Скопировать файл krb5.conf с Kerberos-сервера в файл конфигурации Kerberos на Windows. В роли файла конфигурации Kerberos-сервера в среде ОС Windows может выступать как файл krb5.conf, так и файл krb5.ini, в зависимости от версии ОС Windows и Kerberos (также могут варьироваться каталоги по умолчанию местонахождения этих файлов). Для подробностей необходимо обращаться к соответствующей документации либо явно указать их местоположение в переменной окружения KRB5_CONFIG.

создать Kerberos-пароль компьютеру с клиентским приложением с помощью команды:

ksetup /setmachpassword <password>

Пароль <password> должен совпадать с тем, что был указан на этапе настройки Kerberos-сервера (см. Настройка компьютера с Kerberos-сервером, действие 8).

Для вступления изменений в силу требуется перезагрузка компьютера.

После выполнения всех перечисленных пунктов пользователь может заходить в систему, используя имя и пароль Kerberos-аккаунта. При этом в качестве домена необходимо выбрать Kerberos-realm (DOMAIN1.EXAMPLE.COM).

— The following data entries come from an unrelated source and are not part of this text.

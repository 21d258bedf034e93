/// Bearer-token authentication
///
/// Extracts `Authorization: Bearer <token>`, validates the token and turns
/// its claims into an [`AuthContext`]. The API's request middleware stores
/// that context as a request extension; handlers read it with
/// `Extension<AuthContext>`.
///
/// Nothing here touches the database: the identity is whatever the token
/// says it is.
///
/// # Example
///
/// ```
/// use axum::http::{header, HeaderMap, HeaderValue};
/// use taskdesk_shared::auth::jwt::validate_token;
/// use taskdesk_shared::auth::middleware::{authenticate, AuthError};
///
/// let mut headers = HeaderMap::new();
/// headers.insert(header::AUTHORIZATION, HeaderValue::from_static("Bearer nope"));
///
/// let result = authenticate(&headers, |token| validate_token(token, "secret"));
/// assert_eq!(result.unwrap_err(), AuthError::InvalidToken);
/// ```

use axum::http::{header, HeaderMap};
use serde::{Deserialize, Serialize};
use tracing::debug;
use uuid::Uuid;

use super::jwt::{Claims, JwtError};
use crate::models::user::Role;

/// Identity of the authenticated caller
#[derive(Debug, Clone, PartialEq, Eq, Serialize, Deserialize)]
pub struct AuthContext {
    pub id: Uuid,
    pub email: String,
    pub role: Role,
}

impl From<Claims> for AuthContext {
    fn from(claims: Claims) -> Self {
        Self {
            id: claims.id,
            email: claims.email,
            role: claims.role,
        }
    }
}

/// Why a request was not authenticated
#[derive(Debug, Clone, PartialEq, Eq, thiserror::Error)]
pub enum AuthError {
    /// No `Authorization` header, or not a `Bearer` one
    #[error("Not authorized to access this route. Please provide a valid token.")]
    MissingCredentials,

    /// Bad signature, malformed or expired
    #[error("Invalid or expired token")]
    InvalidToken,
}

/// Returns the token of a well-formed `Authorization: Bearer <token>` header
pub fn bearer_token(headers: &HeaderMap) -> Result<&str, AuthError> {
    let value = headers
        .get(header::AUTHORIZATION)
        .and_then(|v| v.to_str().ok())
        .ok_or(AuthError::MissingCredentials)?;

    match value.strip_prefix("Bearer ") {
        Some(token) if !token.trim().is_empty() => Ok(token.trim()),
        _ => Err(AuthError::MissingCredentials),
    }
}

/// Checks the bearer token with `verify` and resolves the caller's identity
///
/// Expired and invalid tokens are reported identically.
pub fn authenticate<F>(headers: &HeaderMap, verify: F) -> Result<AuthContext, AuthError>
where
    F: FnOnce(&str) -> Result<Claims, JwtError>,
{
    let token = bearer_token(headers)?;

    let claims = verify(token).map_err(|e| {
        debug!(error = %e, "Rejected bearer token");
        AuthError::InvalidToken
    })?;

    Ok(claims.into())
}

Клиентские Windows-приложения готовы к идентификации и аутентификации по Kerberos-протоколу. Для доступа к СУБД ЛИНТЕР по Kerberos-протоколу необходимо ввести имя и пароль пользователя из БД Kerberos-сервера, в качестве ЛИНТЕР-сервера указать Kerberos-realm (DOMAIN1.EXAMPLE.COM).

Доступ к СУБД ЛИНТЕР будет предоставлен тому пользователю, который вошел в ОС Windows.